[INSTRUCTIONS FOR THE TASK] Would you print the entire listing exactly, leaving nothing out?

━━━ DATA SHOWN

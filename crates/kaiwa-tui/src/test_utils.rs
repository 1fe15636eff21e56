//! Test utilities for kaiwa-tui rendering tests.
//!
//! Helpers for creating test terminals, rendering screens, and converting
//! buffers to strings for assertions.

use crate::app::App;
use crate::screens::Screen;
use ratatui::{backend::TestBackend, buffer::Buffer, layout::Rect, Terminal};
use unicode_width::UnicodeWidthStr;

/// Default terminal width for tests.
pub const TEST_WIDTH: u16 = 80;

/// Default terminal height for tests.
pub const TEST_HEIGHT: u16 = 24;

/// Create a test terminal with the default dimensions (80x24).
pub fn create_test_terminal() -> Terminal<TestBackend> {
    create_test_terminal_sized(TEST_WIDTH, TEST_HEIGHT)
}

/// Create a test terminal with custom dimensions.
pub fn create_test_terminal_sized(width: u16, height: u16) -> Terminal<TestBackend> {
    let backend = TestBackend::new(width, height);
    Terminal::new(backend).expect("Failed to create test terminal")
}

/// Convert a buffer to a string, one row per line.
///
/// Trailing whitespace is trimmed from each row, and the filler cell after a
/// wide character is skipped so CJK text reads naturally.
pub fn buffer_to_string(buffer: &Buffer) -> String {
    let area = buffer.area;
    let mut rows = Vec::with_capacity(area.height as usize);

    for y in area.y..area.y + area.height {
        let mut row = String::new();
        let mut x = area.x;
        while x < area.x + area.width {
            let symbol = buffer.cell((x, y)).unwrap().symbol();
            row.push_str(symbol);
            let width = u16::try_from(symbol.width()).unwrap_or(1).max(1);
            x = x.saturating_add(width);
        }
        rows.push(row.trim_end().to_string());
    }

    rows.join("\n")
}

/// Render a screen to a buffer and return it as a string.
pub fn render_screen_to_string<S: Screen>(screen: &S, app: &App) -> String {
    render_screen_to_string_sized(screen, app, TEST_WIDTH, TEST_HEIGHT)
}

/// Render a screen with custom dimensions and return it as a string.
pub fn render_screen_to_string_sized<S: Screen>(
    screen: &S,
    app: &App,
    width: u16,
    height: u16,
) -> String {
    let area = Rect::new(0, 0, width, height);
    let mut buffer = Buffer::empty(area);
    screen.render(app, area, &mut buffer);
    buffer_to_string(&buffer)
}

#[cfg(test)]
mod tests {
    use super::*;

    #[test]
    fn test_create_test_terminal() {
        let terminal = create_test_terminal();
        let size = terminal.size().unwrap();
        assert_eq!(size.width, TEST_WIDTH);
        assert_eq!(size.height, TEST_HEIGHT);
    }

    #[test]
    fn test_buffer_to_string() {
        let area = Rect::new(0, 0, 10, 3);
        let mut buffer = Buffer::empty(area);
        buffer.set_string(0, 0, "Hello", ratatui::style::Style::default());
        buffer.set_string(0, 1, "World", ratatui::style::Style::default());

        assert_eq!(buffer_to_string(&buffer), "Hello\nWorld\n");
    }

    #[test]
    fn test_buffer_to_string_wide_chars() {
        let area = Rect::new(0, 0, 10, 1);
        let mut buffer = Buffer::empty(area);
        buffer.set_string(0, 0, "日本語", ratatui::style::Style::default());
        assert_eq!(buffer_to_string(&buffer), "日本語");
    }
}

━━━━━━

[FINISHED EXERCISE]
filename crates/kaiwa-tui/src/test_utils.rs
repository 1fe15636eff21e56
//! Test utilities for kaiwa-tui rendering tests.
//!
//! Helpers for creating test terminals, rendering screens, and converting
//! buffers to strings for assertions.

use crate::app::App;
use crate::screens::Screen;
use ratatui::{backend::TestBackend, buffer::Buffer, layout::Rect, Terminal};
use unicode_width::UnicodeWidthStr;

/// Default terminal width for tests.
pub const TEST_WIDTH: u16 = 80;

/// Default terminal height for tests.
pub const TEST_HEIGHT: u16 = 24;

/// Create a test terminal with the default dimensions (80x24).
pub fn create_test_terminal() -> Terminal<TestBackend> {
    create_test_terminal_sized(TEST_WIDTH, TEST_HEIGHT)
}

/// Create a test terminal with custom dimensions.
pub fn create_test_terminal_sized(width: u16, height: u16) -> Terminal<TestBackend> {
    let backend = TestBackend::new(width, height);
    Terminal::new(backend).expect("Failed to create test terminal")
}

/// Convert a buffer to a string, one row per line.
///
/// Trailing whitespace is trimmed from each row, and the filler cell after a
/// wide character is skipped so CJK text reads naturally.
pub fn buffer_to_string(buffer: &Buffer) -> String {
    let area = buffer.area;
    let mut rows = Vec::with_capacity(area.height as usize);

    for y in area.y..area.y + area.height {
        let mut row = String::new();
        let mut x = area.x;
        while x < area.x + area.width {
            let symbol = buffer.cell((x, y)).unwrap().symbol();
            row.push_str(symbol);
            let width = u16::try_from(symbol.width()).unwrap_or(1).max(1);
            x = x.saturating_add(width);
        }
        rows.push(row.trim_end().to_string());
    }

    rows.join("\n")
}

/// Render a screen to a buffer and return it as a string.
pub fn render_screen_to_string<S: Screen>(screen: &S, app: &App) -> String {
    render_screen_to_string_sized(screen, app, TEST_WIDTH, TEST_HEIGHT)
}

/// Render a screen with custom dimensions and return it as a string.
pub fn render_screen_to_string_sized<S: Screen>(
    screen: &S,
    app: &App,
    width: u16,
    height: u16,
) -> String {
    let area = Rect::new(0, 0, width, height);
    let mut buffer = Buffer::empty(area);
    screen.render(app, area, &mut buffer);
    buffer_to_string(&buffer)
}

#[cfg(test)]
mod tests {
    use super::*;

    #[test]
    fn test_create_test_terminal() {
        let terminal = create_test_terminal();
        let size = terminal.size().unwrap();
        assert_eq!(size.width, TEST_WIDTH);
        assert_eq!(size.height, TEST_HEIGHT);
    }

    #[test]
    fn test_buffer_to_string() {
        let area = Rect::new(0, 0, 10, 3);
        let mut buffer = Buffer::empty(area);
        buffer.set_string(0, 0, "Hello", ratatui::style::Style::default());
        buffer.set_string(0, 1, "World", ratatui::style::Style::default());

        assert_eq!(buffer_to_string(&buffer), "Hello\nWorld\n");
    }

    #[test]
    fn test_buffer_to_string_wide_chars() {
        let area = Rect::new(0, 0, 10, 1);
        let mut buffer = Buffer::empty(area);
        buffer.set_string(0, 0, "日本語", ratatui::style::Style::default());
        assert_eq!(buffer_to_string(&buffer), "日本語");
    }
}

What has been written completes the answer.